Set yourself apart, be unique and bold
By Emma Palova
EW Emma’s Writings
I find the Motown Writers Network full of great tips and writing advise. What really caught my eye was the post about author branding.
As I step into the role of an author, I realize more and more how branding is important. What kind of author am I? What is my target audience? How will my title “Shifting Sands Short Stories” stand out among millions of book titles? What does it have in common with my other work?
As a journalist, I ask this question quite often, “What sets you apart from others in your industry?”
Yes, writing is a business. So, it has to be branded.
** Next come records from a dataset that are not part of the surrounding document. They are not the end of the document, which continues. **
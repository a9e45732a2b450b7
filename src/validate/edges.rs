//! Per-edge validation rules and the whole-graph passes.

use crate::behavior::{BehaviorTable, NodeKind, REROUTE_INPUT};
use crate::parse::graph::GraphModel;
use crate::parse::types::{Edge, Node, NodeMetadata, TypeDescriptor};
use crate::resolve;
use crate::typing;

use super::ValidationRequest;
use super::cycle::would_create_cycle;
use super::issue::{IssueCode, Severity, ValidationIssue};

/// Run the ordered per-edge checks, pushing every applicable issue.
///
/// Order: missing endpoints stop everything for the edge. Handle checks
/// need a metadata entry for both endpoint types and are skipped without
/// one; the cycle check needs no metadata and always runs, so an edge can
/// accumulate issues of different codes.
pub(super) fn validate_edge(
    model: &GraphModel<'_>,
    behaviors: &BehaviorTable<'_>,
    request: &ValidationRequest<'_>,
    edge: &Edge,
    issues: &mut Vec<ValidationIssue>,
) {
    let Some(source) = model.node(&edge.source) else {
        issues.push(ValidationIssue::for_edge(
            edge,
            Severity::Error,
            IssueCode::MissingSourceNode,
            format!("Edge '{}' references unknown source node '{}'", edge.id, edge.source),
        ));
        return;
    };
    let Some(target) = model.node(&edge.target) else {
        issues.push(ValidationIssue::for_edge(
            edge,
            Severity::Error,
            IssueCode::MissingTargetNode,
            format!("Edge '{}' references unknown target node '{}'", edge.id, edge.target),
        ));
        return;
    };

    let source_meta = request.metadata.get(&source.node_type);
    let target_meta = request.metadata.get(&target.node_type);
    if source_meta.is_some() && target_meta.is_some() {
        check_handles(
            model, behaviors, request, edge, source, target, source_meta, target_meta, issues,
        );
    }

    if would_create_cycle(request.edges, &edge.source, &edge.target) {
        issues.push(ValidationIssue::for_edge(
            edge,
            Severity::Error,
            IssueCode::PotentialCycle,
            format!(
                "Edge '{}' is part of a cycle through '{}' and '{}'",
                edge.id, edge.source, edge.target
            ),
        ));
    }
}

/// Handle-name presence, handle resolution, then type compatibility.
/// Absent handle names are warnings and stop the remaining checks.
#[allow(clippy::too_many_arguments)]
fn check_handles(
    model: &GraphModel<'_>,
    behaviors: &BehaviorTable<'_>,
    request: &ValidationRequest<'_>,
    edge: &Edge,
    source: &Node,
    target: &Node,
    source_meta: Option<&NodeMetadata>,
    target_meta: Option<&NodeMetadata>,
    issues: &mut Vec<ValidationIssue>,
) {
    let Some(source_handle) = edge.source_handle.as_deref() else {
        issues.push(ValidationIssue::for_edge(
            edge,
            Severity::Warning,
            IssueCode::InvalidSourceHandle,
            format!("Edge '{}' has no source handle", edge.id),
        ));
        return;
    };
    let Some(target_handle) = edge.target_handle.as_deref() else {
        issues.push(ValidationIssue::for_edge(
            edge,
            Severity::Warning,
            IssueCode::InvalidTargetHandle,
            format!("Edge '{}' has no target handle", edge.id),
        ));
        return;
    };

    let output = resolve::find_output_handle(source, source_handle, source_meta);
    if output.is_none() {
        issues.push(ValidationIssue::for_edge(
            edge,
            Severity::Error,
            IssueCode::InvalidSourceHandle,
            format!(
                "Output handle '{}' not found on node '{}' (type '{}'); available outputs: {}",
                source_handle,
                source.id,
                source.node_type,
                name_list(resolve::available_output_names(source, source_meta)),
            ),
        ));
    }

    let input = resolve::find_input_handle(target, target_handle, target_meta);
    if input.is_none() {
        issues.push(ValidationIssue::for_edge(
            edge,
            Severity::Error,
            IssueCode::InvalidTargetHandle,
            format!(
                "Input handle '{}' not found on node '{}' (type '{}'); available inputs: {}",
                target_handle,
                target.id,
                target.node_type,
                name_list(resolve::available_input_names(target, target_meta)),
            ),
        ));
    }

    if let (Some(_), Some(input)) = (&output, &input)
        && !edge.is_control_edge
    {
        check_edge_types(model, behaviors, request, edge, source_handle, &input.ty(), issues);
        check_streaming_source(behaviors, edge, source, &input.ty(), issues);
    }
}

/// Type compatibility of the effective source type (resolved through any
/// reroute chain) against the consumer's declared type.
fn check_edge_types(
    model: &GraphModel<'_>,
    behaviors: &BehaviorTable<'_>,
    request: &ValidationRequest<'_>,
    edge: &Edge,
    source_handle: &str,
    consumer: &TypeDescriptor,
    issues: &mut Vec<ValidationIssue>,
) {
    let resolved = resolve::resolve_effective_source_type(
        model,
        behaviors,
        request.metadata,
        &edge.source,
        source_handle,
    );
    if typing::is_connectable(&resolved.descriptor, consumer, request.strict_types) {
        return;
    }
    let severity = if request.strict_types {
        Severity::Error
    } else {
        Severity::Warning
    };
    issues.push(ValidationIssue::for_edge(
        edge,
        severity,
        IssueCode::TypeMismatch,
        format!(
            "Edge '{}' connects '{}' output to '{}' input",
            edge.id, resolved.slug, consumer.name
        ),
    ));
}

/// Streaming outputs feeding a non-stream consumer get an advisory note;
/// the consumer will observe incremental values.
fn check_streaming_source(
    behaviors: &BehaviorTable<'_>,
    edge: &Edge,
    source: &Node,
    consumer: &TypeDescriptor,
    issues: &mut Vec<ValidationIssue>,
) {
    if !behaviors.of(source).streaming_output {
        return;
    }
    if consumer.is_any() || consumer.name == "stream" {
        return;
    }
    issues.push(ValidationIssue::for_edge(
        edge,
        Severity::Info,
        IssueCode::StreamingSource,
        format!(
            "Node '{}' produces a streaming output; '{}' will receive incremental values",
            source.id, edge.target
        ),
    ));
}

/// Whole-graph pass: classify edges with absent endpoints independently
/// of the handle checks. Both endpoints missing is an orphaned edge; one
/// missing re-confirms the per-edge finding.
pub(super) fn check_orphaned_edges(
    model: &GraphModel<'_>,
    edges: &[Edge],
    issues: &mut Vec<ValidationIssue>,
) {
    for edge in edges {
        match (model.contains(&edge.source), model.contains(&edge.target)) {
            (false, false) => issues.push(ValidationIssue::for_edge(
                edge,
                Severity::Error,
                IssueCode::OrphanedEdge,
                format!(
                    "Edge '{}' references no existing nodes ('{}' -> '{}')",
                    edge.id, edge.source, edge.target
                ),
            )),
            (false, true) => issues.push(ValidationIssue::for_edge(
                edge,
                Severity::Error,
                IssueCode::MissingSourceNode,
                format!("Edge '{}' references unknown source node '{}'", edge.id, edge.source),
            )),
            (true, false) => issues.push(ValidationIssue::for_edge(
                edge,
                Severity::Error,
                IssueCode::MissingTargetNode,
                format!("Edge '{}' references unknown target node '{}'", edge.id, edge.target),
            )),
            (true, true) => {}
        }
    }
}

/// Whole-graph pass: a reroute input handle fed by more than one edge is
/// already-invalid state; resolution follows the first match in edge
/// order, so the extras are flagged rather than silently ignored.
pub(super) fn check_reroute_fan_in(
    nodes: &[Node],
    edges: &[Edge],
    behaviors: &BehaviorTable<'_>,
    issues: &mut Vec<ValidationIssue>,
) {
    for node in nodes {
        if behaviors.of(node).kind != NodeKind::Reroute {
            continue;
        }
        let feeders: Vec<&Edge> = edges
            .iter()
            .filter(|e| {
                e.target == node.id && e.target_handle.as_deref() == Some(REROUTE_INPUT)
            })
            .collect();
        if feeders.len() > 1 {
            issues.push(ValidationIssue::for_edge(
                feeders[1],
                Severity::Warning,
                IssueCode::MultipleInputsOnSingleHandle,
                format!(
                    "{} edges feed the single input of reroute node '{}'; only the first is used",
                    feeders.len(),
                    node.id
                ),
            ));
        }
    }
}

fn name_list(names: Vec<String>) -> String {
    if names.is_empty() {
        "none".to_string()
    } else {
        names.join(", ")
    }
}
“Just like me going to work every day,” said #WGVU morning show host Shelley Irwin in last week’s interview.
Regardless the trade, many people struggle with the answer to this question including the campaigning politicians.
As of today, I can say that the following sets me apart from other authors and other titles: I am a Czech-born author who was naturalized as a US citizen on Aug. 19, 1999 at the Gerald R. Ford Museum in Grand Rapids.
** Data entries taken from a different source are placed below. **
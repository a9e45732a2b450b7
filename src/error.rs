//! Errors for the crate's fallible entry surface.
//!
//! Validation anomalies are never errors; they come back as
//! [`ValidationIssue`](crate::validate::ValidationIssue) records. The only
//! thing that can fail is deserializing a snapshot handed in as JSON.

use thiserror::Error;

#[derive(Debug, Error)]
pub enum ParseError {
    #[error("failed to parse workflow snapshot JSON: {0}")]
    Json(#[from] serde_json::Error),
}
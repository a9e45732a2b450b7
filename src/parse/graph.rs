//! petgraph-based snapshot view over the editor's node and edge lists.

use std::collections::HashMap;

use petgraph::Direction;
use petgraph::algo::is_cyclic_directed;
use petgraph::graph::{DiGraph, NodeIndex};
use petgraph::visit::EdgeRef;

use super::types::{Edge, Node};

#[derive(Debug, Clone, PartialEq, Eq)]
pub struct EdgeLabel {
    pub edge_id: String,
    pub source_handle: Option<String>,
    pub target_handle: Option<String>,
}

/// Immutable per-pass view: id → node lookup plus a directed graph over
/// every edge whose endpoints both exist. Edges with a dangling endpoint
/// are left out of the graph; the validator reports them separately.
pub struct GraphModel<'a> {
    pub graph: DiGraph<String, EdgeLabel>,
    pub node_indices: HashMap<&'a str, NodeIndex>,
    nodes_by_id: HashMap<&'a str, &'a Node>,
}

impl<'a> GraphModel<'a> {
    /// Build the indices in one pass. Never fails; absent ids simply
    /// resolve to `None` on lookup.
    pub fn build(nodes: &'a [Node], edges: &'a [Edge]) -> Self {
        let mut graph = DiGraph::new();
        let mut node_indices = HashMap::new();
        let mut nodes_by_id = HashMap::new();

        for node in nodes {
            let id = node.id.as_str();
            nodes_by_id.insert(id, node);
            let idx = graph.add_node(node.id.clone());
            node_indices.insert(id, idx);
        }

        for edge in edges {
            let source_idx = node_indices.get(edge.source.as_str());
            let target_idx = node_indices.get(edge.target.as_str());
            if let (Some(&s), Some(&t)) = (source_idx, target_idx) {
                graph.add_edge(
                    s,
                    t,
                    EdgeLabel {
                        edge_id: edge.id.clone(),
                        source_handle: edge.source_handle.clone(),
                        target_handle: edge.target_handle.clone(),
                    },
                );
            }
        }

        GraphModel {
            graph,
            node_indices,
            nodes_by_id,
        }
    }

    pub fn node(&self, id: &str) -> Option<&'a Node> {
        self.nodes_by_id.get(id).copied()
    }

    pub fn contains(&self, id: &str) -> bool {
        self.nodes_by_id.contains_key(id)
    }

    /// Outgoing edges of `node_id` as `(target id, label)` pairs.
    pub fn outgoing_edges(&self, node_id: &str) -> Vec<(&str, &EdgeLabel)> {
        self.directed_edges(node_id, Direction::Outgoing)
    }

    /// Incoming edges of `node_id` as `(source id, label)` pairs.
    pub fn incoming_edges(&self, node_id: &str) -> Vec<(&str, &EdgeLabel)> {
        self.directed_edges(node_id, Direction::Incoming)
    }

    fn directed_edges(&self, node_id: &str, dir: Direction) -> Vec<(&str, &EdgeLabel)> {
        let Some(&idx) = self.node_indices.get(node_id) else {
            return vec![];
        };
        self.graph
            .edges_directed(idx, dir)
            .map(|e| {
                let other = match dir {
                    Direction::Outgoing => e.target(),
                    Direction::Incoming => e.source(),
                };
                (self.graph[other].as_str(), e.weight())
            })
            .collect()
    }

    pub fn incoming_count(&self, node_id: &str) -> usize {
        self.incoming_edges(node_id).len()
    }

    pub fn outgoing_count(&self, node_id: &str) -> usize {
        self.outgoing_edges(node_id).len()
    }

    /// Whether the already-connected portion of the graph contains a cycle.
    pub fn has_cycle(&self) -> bool {
        is_cyclic_directed(&self.graph)
    }
}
At the time I was featured on the front page of the Ionia Sentinel-Standard in the article “U.S. citizenship a ‘natural’ step for Lowell woman. I was a reporter for the paper, and I received hundreds of congratulatory phone calls. The Associated Press syndicated the naturalization story.
I collected and put together the short stories that I have written over a span of more than two decades. So, I call that also a “history preservation” project. I wrote the first stories from the immigration circle of stories on my Smith Corona word processor in Montreal, Canada in the early 1990s.
History is my other love besides writing. Naturally, I plan to include a historical fiction piece in the sequel to Shifting Sands Stories.
I consider the Greenwich Meridian memoir about our family immigration saga from former Czechoslovakia partly a historical piece., although not fictional.
With my passion for languages, I also teach ESL. I am learning Spanish, so I can visit Hemingway’s Finca Vigia in Cuba.
I’ve already visited the Hemingway House in Key West. The descendents of his six-toed cats are there. His writing studio was connected by a catwalk to the main house.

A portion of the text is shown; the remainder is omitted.